# Task to carry out
Return each line of the listing in which the word "struct" appears.

# Dataset content
--------------------------------

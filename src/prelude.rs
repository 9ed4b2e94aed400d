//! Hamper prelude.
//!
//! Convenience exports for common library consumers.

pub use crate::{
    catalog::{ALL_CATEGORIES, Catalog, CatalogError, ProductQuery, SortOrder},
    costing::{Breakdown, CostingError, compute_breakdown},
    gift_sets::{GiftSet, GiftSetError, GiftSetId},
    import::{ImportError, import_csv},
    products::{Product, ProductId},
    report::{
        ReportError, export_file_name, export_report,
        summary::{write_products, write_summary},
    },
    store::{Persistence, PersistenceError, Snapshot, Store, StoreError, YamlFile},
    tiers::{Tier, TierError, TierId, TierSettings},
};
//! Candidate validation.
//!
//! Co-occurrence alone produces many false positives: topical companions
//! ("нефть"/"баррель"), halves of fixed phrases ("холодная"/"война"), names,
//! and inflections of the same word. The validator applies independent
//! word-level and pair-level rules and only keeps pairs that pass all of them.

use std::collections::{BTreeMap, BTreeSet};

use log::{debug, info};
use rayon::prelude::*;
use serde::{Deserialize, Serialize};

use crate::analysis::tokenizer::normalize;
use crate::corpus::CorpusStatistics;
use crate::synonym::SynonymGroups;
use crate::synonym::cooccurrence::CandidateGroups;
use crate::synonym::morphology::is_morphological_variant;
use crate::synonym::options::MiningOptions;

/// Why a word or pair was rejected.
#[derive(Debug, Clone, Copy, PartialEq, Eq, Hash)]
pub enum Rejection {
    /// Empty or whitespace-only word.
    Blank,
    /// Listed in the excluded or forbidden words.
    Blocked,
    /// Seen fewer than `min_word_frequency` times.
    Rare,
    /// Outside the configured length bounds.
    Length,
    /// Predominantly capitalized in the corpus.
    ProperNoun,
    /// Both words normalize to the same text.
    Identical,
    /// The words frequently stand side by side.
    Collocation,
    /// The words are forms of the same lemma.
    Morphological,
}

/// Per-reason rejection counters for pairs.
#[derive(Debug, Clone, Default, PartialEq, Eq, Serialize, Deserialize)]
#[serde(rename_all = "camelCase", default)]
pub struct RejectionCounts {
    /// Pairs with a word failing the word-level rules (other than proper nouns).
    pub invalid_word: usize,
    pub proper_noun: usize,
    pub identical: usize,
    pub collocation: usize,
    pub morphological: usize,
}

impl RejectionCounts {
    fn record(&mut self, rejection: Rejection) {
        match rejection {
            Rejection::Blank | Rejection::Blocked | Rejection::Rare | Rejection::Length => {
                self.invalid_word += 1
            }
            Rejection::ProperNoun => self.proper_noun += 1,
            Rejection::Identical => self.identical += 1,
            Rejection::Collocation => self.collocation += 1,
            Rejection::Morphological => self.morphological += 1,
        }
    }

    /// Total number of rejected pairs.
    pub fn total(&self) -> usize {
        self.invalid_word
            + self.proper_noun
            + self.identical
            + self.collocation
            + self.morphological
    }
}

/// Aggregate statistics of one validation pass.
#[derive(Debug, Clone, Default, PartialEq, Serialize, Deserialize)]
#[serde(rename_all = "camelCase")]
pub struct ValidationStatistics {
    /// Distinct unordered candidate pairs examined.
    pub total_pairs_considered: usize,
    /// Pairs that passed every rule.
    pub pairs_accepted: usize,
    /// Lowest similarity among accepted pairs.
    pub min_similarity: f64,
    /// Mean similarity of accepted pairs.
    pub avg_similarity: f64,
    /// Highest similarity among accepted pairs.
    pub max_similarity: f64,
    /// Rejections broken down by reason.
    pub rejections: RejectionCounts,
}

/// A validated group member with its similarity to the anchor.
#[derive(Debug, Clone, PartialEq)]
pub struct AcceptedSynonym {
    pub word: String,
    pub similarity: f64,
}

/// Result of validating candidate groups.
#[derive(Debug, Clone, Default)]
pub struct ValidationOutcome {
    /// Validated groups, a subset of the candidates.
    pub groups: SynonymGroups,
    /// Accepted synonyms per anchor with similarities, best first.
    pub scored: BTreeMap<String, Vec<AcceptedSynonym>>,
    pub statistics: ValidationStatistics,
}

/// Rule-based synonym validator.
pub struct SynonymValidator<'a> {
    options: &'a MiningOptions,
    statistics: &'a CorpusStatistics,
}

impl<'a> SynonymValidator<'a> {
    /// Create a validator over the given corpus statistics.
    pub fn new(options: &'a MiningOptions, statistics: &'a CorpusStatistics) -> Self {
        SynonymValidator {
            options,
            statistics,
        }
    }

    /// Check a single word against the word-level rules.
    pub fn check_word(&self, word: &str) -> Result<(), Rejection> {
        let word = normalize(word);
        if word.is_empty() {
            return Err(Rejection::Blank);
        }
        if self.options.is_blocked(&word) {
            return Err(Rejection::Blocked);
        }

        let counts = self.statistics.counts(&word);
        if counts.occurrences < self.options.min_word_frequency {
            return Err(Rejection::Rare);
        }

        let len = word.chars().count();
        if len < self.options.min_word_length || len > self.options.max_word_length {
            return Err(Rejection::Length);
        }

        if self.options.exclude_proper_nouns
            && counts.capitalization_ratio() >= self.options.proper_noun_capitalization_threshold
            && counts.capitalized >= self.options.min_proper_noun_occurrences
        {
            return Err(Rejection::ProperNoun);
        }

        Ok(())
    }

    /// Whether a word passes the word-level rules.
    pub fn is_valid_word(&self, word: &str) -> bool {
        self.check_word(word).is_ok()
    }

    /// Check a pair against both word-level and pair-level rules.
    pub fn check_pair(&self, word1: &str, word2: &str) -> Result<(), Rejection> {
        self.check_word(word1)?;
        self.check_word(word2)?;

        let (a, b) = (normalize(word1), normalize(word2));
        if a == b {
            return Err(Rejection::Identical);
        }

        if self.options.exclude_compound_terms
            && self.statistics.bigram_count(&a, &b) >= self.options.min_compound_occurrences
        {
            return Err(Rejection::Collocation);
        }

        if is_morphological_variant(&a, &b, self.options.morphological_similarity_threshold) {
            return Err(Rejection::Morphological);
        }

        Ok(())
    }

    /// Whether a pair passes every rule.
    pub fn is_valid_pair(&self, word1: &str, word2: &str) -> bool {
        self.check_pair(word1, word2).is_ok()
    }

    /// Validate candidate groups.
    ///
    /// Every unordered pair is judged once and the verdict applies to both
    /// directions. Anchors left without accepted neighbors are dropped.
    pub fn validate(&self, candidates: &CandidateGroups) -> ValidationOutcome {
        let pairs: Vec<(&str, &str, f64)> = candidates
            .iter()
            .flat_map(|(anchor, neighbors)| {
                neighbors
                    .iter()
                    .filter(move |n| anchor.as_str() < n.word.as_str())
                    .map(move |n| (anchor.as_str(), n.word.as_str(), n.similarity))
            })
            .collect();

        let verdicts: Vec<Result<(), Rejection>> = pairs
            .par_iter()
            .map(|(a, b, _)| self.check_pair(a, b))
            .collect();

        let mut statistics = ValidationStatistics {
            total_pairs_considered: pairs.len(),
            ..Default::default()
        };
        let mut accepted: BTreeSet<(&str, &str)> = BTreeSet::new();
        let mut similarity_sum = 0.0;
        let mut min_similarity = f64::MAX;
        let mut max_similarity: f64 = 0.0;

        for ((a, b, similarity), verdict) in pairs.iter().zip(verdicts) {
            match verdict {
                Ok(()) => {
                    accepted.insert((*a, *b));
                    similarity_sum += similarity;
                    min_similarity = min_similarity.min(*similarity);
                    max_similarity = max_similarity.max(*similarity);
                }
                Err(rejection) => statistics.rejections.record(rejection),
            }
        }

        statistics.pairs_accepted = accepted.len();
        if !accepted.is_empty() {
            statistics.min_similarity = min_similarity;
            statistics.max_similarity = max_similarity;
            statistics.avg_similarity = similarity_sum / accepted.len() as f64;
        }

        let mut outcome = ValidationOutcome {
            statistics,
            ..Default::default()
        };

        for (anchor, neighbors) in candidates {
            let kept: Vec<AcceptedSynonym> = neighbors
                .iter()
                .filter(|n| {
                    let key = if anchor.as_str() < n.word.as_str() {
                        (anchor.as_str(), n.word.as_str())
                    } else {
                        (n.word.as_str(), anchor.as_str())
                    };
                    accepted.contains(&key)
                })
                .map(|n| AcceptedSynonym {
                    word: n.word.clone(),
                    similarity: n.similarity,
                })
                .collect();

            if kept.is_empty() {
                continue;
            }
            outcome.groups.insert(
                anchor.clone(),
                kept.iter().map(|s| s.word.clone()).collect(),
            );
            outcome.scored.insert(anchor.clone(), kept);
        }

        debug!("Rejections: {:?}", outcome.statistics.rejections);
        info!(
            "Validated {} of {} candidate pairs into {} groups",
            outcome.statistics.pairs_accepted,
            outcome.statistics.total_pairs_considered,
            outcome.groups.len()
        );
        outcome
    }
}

--------------------------------

# Task output
pub struct RejectionCounts {
pub struct ValidationStatistics {
pub struct AcceptedSynonym {
pub struct ValidationOutcome {
pub struct SynonymValidator<'a> {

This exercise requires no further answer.